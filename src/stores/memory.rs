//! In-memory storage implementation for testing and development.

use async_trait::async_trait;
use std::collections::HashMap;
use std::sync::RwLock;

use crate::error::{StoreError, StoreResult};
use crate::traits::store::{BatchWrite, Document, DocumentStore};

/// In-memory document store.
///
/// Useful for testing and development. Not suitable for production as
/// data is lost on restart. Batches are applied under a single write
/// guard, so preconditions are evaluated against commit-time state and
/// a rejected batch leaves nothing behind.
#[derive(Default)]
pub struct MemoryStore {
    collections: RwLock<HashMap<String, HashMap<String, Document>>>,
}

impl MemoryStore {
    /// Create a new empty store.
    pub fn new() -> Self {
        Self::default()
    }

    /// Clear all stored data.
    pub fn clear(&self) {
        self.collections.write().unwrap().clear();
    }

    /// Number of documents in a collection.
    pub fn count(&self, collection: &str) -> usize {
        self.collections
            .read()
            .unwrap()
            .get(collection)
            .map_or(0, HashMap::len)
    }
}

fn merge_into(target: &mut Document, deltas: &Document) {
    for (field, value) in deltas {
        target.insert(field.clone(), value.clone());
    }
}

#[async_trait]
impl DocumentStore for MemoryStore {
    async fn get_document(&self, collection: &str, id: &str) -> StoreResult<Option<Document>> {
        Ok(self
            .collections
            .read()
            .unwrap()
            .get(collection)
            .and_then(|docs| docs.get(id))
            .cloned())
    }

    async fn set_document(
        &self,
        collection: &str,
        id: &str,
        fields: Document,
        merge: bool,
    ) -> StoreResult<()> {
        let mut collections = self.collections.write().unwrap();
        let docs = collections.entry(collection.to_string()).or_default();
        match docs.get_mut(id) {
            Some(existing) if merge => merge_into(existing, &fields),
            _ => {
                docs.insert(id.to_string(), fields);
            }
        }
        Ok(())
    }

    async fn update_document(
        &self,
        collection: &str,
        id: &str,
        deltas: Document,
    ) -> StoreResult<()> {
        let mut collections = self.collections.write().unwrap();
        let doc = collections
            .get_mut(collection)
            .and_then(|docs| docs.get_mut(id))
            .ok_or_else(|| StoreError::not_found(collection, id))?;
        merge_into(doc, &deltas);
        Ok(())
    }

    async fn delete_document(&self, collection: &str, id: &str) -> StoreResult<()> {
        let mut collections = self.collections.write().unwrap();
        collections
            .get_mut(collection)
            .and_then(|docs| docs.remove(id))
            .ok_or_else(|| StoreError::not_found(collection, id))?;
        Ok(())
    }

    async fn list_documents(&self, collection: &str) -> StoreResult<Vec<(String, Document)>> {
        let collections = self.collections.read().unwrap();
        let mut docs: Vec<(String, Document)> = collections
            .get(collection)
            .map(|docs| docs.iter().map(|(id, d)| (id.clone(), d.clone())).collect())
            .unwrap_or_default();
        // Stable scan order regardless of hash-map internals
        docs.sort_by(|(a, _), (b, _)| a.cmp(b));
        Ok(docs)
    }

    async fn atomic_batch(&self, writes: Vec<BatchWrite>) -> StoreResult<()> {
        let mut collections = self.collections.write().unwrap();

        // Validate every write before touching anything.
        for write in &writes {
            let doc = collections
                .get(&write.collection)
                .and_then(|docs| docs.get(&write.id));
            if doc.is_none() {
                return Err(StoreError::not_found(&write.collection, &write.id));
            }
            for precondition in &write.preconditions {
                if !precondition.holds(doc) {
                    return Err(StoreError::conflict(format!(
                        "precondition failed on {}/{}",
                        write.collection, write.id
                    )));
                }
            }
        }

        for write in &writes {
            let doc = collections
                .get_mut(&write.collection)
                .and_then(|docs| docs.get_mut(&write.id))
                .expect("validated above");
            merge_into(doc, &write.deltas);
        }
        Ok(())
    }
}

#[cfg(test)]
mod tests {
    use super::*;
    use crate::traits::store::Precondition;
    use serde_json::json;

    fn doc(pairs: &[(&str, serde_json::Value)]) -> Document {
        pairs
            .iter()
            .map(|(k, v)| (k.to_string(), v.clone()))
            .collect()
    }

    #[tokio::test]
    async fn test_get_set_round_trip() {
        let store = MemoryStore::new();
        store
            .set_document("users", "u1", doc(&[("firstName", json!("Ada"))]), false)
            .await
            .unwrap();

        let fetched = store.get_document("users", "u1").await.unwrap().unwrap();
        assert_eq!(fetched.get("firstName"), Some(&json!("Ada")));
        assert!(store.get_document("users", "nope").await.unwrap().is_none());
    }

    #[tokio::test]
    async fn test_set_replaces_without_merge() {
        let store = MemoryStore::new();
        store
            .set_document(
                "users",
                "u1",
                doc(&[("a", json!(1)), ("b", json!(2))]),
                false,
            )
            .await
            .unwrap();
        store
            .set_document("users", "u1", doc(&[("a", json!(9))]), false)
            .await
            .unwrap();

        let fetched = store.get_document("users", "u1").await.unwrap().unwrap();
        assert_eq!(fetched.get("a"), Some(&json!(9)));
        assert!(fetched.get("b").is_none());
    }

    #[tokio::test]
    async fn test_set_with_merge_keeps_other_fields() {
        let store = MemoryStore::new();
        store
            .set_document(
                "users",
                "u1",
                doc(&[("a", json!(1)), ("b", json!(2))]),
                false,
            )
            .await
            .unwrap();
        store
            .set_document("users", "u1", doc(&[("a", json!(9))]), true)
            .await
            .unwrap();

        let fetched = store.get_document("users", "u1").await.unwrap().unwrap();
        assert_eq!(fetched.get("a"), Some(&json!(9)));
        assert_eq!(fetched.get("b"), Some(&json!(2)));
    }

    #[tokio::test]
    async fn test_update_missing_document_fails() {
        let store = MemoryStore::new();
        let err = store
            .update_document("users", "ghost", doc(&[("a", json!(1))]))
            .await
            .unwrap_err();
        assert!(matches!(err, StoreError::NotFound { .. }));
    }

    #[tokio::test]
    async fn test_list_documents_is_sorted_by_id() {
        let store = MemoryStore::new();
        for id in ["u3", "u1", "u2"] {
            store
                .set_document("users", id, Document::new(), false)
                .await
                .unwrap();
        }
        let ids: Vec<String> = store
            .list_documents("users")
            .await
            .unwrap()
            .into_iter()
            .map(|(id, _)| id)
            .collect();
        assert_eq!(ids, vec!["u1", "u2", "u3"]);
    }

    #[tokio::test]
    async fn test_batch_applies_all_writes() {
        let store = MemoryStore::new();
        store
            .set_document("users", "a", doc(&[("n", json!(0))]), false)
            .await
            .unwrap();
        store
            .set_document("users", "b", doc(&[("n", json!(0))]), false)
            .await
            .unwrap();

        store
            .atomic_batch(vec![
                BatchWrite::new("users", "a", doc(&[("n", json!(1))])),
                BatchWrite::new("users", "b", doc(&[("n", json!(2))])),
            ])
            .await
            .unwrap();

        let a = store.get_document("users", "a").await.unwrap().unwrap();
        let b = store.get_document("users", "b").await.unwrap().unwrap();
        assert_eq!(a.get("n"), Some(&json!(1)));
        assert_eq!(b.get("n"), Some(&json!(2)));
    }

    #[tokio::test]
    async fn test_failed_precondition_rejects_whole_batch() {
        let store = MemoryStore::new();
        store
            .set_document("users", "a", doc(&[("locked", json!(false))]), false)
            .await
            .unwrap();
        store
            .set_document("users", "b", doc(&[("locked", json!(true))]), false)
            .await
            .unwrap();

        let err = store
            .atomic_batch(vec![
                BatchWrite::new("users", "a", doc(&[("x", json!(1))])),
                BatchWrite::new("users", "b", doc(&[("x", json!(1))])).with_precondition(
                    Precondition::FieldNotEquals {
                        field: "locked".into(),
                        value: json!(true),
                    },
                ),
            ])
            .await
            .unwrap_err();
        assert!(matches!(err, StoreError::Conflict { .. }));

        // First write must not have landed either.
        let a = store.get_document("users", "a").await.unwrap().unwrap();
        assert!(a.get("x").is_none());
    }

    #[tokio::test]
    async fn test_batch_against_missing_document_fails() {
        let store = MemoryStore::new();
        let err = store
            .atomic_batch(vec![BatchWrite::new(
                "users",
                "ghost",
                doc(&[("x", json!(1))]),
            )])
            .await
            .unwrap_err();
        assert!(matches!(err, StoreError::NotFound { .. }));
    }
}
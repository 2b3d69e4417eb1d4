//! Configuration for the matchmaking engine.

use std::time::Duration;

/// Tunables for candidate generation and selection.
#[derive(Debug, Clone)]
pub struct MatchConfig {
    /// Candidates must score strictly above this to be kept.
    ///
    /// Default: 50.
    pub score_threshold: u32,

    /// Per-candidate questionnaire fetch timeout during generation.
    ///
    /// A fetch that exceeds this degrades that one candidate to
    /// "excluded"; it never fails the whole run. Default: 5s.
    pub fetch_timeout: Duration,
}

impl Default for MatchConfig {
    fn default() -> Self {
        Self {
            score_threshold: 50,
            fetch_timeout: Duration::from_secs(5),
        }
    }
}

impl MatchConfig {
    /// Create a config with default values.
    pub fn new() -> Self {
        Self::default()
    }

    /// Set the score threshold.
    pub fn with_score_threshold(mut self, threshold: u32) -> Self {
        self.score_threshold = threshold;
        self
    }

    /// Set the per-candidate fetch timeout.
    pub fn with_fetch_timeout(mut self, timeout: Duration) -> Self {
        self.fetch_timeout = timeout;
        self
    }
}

•••

[What to work on]
Show me all lines in the records that contain "pairs".

[Reply]
    fn doc(pairs: &[(&str, serde_json::Value)]) -> Document {
        pairs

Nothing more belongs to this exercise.